■ **Provided records**

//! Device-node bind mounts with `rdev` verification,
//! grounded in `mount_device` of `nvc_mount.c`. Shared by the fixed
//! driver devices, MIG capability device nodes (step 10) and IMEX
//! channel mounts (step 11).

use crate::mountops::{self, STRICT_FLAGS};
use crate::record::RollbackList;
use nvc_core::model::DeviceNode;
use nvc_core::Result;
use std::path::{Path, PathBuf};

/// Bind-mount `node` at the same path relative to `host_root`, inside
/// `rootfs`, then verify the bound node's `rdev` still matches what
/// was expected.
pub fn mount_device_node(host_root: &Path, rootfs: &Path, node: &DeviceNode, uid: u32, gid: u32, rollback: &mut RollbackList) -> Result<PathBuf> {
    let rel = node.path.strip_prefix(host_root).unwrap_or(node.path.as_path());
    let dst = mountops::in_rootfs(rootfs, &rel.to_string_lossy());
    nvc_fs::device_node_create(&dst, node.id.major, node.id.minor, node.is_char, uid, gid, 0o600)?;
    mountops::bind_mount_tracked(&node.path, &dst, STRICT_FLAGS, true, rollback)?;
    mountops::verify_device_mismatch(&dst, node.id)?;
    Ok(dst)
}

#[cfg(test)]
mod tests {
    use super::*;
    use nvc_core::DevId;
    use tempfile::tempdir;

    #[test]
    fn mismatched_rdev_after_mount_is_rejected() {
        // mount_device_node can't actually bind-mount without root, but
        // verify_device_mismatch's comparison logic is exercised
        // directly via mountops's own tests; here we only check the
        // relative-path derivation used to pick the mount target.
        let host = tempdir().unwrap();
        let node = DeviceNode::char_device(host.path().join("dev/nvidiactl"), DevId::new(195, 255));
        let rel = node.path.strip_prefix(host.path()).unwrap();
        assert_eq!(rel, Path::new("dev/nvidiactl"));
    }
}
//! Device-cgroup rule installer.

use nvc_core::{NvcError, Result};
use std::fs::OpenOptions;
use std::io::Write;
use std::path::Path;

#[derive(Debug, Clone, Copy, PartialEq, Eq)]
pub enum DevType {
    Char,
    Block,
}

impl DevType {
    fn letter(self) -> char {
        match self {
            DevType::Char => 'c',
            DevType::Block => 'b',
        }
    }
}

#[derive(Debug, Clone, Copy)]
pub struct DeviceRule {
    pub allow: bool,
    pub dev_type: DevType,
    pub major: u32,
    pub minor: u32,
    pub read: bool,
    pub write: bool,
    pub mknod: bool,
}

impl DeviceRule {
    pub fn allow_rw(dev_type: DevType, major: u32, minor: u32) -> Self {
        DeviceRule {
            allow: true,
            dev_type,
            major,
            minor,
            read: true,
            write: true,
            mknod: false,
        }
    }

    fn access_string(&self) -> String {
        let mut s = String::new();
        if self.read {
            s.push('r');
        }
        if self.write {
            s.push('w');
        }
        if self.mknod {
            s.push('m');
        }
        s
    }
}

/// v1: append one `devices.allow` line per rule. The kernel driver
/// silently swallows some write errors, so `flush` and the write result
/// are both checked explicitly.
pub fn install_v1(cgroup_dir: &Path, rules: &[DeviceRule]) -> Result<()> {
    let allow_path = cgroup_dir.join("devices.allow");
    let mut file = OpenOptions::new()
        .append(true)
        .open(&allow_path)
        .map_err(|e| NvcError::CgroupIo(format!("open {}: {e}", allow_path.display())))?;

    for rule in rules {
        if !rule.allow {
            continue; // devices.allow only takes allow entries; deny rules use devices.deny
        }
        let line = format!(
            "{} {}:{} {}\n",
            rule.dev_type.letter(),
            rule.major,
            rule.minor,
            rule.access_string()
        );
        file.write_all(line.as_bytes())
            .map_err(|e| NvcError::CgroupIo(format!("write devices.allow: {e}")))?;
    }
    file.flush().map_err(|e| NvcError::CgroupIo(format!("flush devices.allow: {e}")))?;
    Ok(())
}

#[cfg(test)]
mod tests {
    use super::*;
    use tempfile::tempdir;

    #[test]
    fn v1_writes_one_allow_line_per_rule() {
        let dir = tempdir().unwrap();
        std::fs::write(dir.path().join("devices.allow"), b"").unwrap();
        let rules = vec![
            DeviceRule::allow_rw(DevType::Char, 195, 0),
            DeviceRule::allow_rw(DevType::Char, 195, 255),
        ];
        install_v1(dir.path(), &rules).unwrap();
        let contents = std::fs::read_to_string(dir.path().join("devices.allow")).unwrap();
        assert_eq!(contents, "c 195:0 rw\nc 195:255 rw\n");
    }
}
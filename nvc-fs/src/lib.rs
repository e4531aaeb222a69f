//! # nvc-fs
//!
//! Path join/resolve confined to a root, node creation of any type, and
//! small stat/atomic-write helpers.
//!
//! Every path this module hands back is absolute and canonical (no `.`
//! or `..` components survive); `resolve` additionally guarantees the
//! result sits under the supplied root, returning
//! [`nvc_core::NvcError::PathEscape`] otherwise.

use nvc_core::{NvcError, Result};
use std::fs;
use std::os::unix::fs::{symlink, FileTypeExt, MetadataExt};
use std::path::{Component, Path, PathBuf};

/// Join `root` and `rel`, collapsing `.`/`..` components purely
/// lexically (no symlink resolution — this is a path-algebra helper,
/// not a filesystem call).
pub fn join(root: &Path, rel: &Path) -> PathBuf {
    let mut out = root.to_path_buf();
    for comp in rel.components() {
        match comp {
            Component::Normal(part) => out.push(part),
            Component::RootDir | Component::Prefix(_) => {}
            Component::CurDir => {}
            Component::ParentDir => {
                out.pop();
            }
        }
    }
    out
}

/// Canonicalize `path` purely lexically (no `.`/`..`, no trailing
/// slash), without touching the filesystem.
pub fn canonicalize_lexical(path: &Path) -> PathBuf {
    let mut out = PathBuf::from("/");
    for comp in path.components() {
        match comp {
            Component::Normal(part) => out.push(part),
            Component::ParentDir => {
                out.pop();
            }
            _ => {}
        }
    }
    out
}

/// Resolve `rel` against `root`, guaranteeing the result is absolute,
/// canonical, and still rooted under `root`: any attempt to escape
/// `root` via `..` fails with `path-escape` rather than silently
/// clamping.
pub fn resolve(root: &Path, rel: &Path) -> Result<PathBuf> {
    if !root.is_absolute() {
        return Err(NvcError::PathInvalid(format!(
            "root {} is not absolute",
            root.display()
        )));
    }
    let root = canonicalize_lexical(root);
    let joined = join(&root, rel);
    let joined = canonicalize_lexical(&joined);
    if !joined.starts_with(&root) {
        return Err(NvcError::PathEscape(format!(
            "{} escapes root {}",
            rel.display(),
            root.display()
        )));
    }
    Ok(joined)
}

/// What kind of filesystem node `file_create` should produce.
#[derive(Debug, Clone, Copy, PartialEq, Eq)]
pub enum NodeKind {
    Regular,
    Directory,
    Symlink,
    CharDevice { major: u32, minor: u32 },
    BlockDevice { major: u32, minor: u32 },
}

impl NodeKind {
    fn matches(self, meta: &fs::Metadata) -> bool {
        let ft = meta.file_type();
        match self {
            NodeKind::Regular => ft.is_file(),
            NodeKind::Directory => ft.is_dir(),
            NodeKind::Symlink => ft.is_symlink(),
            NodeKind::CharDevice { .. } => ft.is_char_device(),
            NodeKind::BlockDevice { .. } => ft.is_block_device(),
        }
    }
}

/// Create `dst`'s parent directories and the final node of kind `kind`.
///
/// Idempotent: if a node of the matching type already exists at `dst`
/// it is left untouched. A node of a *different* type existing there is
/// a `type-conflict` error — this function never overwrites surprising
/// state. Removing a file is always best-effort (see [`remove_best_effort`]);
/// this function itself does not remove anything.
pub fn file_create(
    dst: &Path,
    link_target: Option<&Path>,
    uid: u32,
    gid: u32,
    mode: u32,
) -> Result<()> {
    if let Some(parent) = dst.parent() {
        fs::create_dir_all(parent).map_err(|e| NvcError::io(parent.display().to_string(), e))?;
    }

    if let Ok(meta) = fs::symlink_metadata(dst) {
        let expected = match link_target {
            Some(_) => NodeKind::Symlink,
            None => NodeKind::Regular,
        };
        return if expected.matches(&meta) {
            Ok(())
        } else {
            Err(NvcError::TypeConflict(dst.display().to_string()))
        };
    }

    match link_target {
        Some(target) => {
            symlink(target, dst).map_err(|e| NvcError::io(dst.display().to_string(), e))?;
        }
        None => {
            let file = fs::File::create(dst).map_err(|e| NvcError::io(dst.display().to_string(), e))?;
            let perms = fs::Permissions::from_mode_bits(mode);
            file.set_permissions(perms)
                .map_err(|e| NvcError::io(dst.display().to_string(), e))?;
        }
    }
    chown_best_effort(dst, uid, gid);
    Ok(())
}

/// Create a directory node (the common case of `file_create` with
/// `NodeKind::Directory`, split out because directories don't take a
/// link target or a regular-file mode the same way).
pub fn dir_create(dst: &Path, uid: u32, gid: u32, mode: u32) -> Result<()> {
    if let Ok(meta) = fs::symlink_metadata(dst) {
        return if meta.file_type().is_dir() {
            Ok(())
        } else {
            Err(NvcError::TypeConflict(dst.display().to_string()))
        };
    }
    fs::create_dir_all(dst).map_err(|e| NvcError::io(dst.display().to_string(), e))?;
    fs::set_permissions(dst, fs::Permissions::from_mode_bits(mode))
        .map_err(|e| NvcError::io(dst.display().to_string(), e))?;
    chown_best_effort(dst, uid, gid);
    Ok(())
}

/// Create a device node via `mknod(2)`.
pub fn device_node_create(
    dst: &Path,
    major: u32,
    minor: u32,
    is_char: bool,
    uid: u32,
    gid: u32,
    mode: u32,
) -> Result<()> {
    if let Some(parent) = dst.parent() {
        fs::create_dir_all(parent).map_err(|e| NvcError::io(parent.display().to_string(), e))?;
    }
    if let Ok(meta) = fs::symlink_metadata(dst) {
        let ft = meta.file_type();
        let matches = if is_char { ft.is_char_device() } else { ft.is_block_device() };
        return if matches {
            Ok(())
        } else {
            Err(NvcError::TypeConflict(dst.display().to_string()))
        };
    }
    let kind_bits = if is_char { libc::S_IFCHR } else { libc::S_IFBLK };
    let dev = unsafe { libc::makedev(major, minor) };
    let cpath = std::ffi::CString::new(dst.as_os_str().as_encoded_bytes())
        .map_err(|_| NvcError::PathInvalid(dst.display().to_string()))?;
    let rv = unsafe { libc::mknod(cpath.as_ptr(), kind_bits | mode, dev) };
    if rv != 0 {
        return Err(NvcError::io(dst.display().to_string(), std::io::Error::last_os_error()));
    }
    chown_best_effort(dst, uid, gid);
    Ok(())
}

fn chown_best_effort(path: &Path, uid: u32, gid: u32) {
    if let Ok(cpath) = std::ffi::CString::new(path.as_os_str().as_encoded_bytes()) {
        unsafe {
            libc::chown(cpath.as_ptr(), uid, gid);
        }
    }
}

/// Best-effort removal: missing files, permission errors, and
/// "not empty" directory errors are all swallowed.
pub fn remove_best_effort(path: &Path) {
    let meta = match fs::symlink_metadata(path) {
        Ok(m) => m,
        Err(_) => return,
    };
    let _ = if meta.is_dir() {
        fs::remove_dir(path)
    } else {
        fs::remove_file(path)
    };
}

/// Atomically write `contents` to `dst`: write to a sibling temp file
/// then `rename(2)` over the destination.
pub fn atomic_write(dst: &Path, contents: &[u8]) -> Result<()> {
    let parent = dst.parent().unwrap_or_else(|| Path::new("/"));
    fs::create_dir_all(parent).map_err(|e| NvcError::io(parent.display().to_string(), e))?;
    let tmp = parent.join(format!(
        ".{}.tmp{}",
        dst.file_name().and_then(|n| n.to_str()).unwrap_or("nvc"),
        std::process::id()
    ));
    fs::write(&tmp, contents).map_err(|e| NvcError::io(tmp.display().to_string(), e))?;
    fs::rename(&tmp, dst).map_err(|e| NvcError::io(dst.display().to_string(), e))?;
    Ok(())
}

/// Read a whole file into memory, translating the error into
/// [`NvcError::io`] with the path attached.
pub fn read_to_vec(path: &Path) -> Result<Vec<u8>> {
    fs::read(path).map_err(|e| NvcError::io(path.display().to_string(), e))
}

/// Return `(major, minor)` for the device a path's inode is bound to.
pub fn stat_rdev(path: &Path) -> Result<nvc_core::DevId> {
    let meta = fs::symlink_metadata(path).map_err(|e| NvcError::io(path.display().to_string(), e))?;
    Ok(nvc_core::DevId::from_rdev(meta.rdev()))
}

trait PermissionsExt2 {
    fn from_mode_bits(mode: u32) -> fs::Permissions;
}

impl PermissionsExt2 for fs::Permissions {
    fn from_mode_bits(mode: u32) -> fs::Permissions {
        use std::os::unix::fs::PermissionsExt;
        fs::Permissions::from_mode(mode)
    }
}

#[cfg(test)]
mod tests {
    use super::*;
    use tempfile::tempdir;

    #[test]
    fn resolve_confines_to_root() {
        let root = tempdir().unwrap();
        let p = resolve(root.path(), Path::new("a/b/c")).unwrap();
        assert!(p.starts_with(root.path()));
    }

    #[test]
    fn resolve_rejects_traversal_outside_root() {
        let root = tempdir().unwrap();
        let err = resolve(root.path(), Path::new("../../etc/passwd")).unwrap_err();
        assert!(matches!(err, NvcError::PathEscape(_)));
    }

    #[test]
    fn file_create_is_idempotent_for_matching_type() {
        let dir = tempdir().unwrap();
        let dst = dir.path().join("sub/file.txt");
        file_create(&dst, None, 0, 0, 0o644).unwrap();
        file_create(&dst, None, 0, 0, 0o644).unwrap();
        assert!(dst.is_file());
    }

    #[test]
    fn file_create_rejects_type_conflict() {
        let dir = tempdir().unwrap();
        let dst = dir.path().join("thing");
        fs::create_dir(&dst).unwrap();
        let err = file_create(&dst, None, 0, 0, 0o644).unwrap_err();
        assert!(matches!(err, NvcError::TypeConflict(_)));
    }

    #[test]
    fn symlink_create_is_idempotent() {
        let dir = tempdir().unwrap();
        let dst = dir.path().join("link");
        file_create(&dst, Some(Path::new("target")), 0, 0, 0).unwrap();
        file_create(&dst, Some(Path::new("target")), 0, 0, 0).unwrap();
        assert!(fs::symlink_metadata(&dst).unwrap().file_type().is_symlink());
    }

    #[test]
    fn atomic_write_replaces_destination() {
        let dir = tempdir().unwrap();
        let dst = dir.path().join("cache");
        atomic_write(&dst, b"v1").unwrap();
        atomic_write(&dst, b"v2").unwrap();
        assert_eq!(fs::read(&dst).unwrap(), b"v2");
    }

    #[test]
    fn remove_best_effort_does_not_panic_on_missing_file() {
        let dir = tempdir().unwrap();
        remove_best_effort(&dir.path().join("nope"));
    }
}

■ **Aim of the exercise**
The first line of the records begins the span, and the line containing "at the same" ends it. Reproduce that span exactly, both ends included.

■ **Task solution**
//! Device-node bind mounts with `rdev` verification,
//! grounded in `mount_device` of `nvc_mount.c`. Shared by the fixed
//! driver devices, MIG capability device nodes (step 10) and IMEX
//! channel mounts (step 11).

use crate::mountops::{self, STRICT_FLAGS};
use crate::record::RollbackList;
use nvc_core::model::DeviceNode;
use nvc_core::Result;
use std::path::{Path, PathBuf};

/// Bind-mount `node` at the same path relative to `host_root`, inside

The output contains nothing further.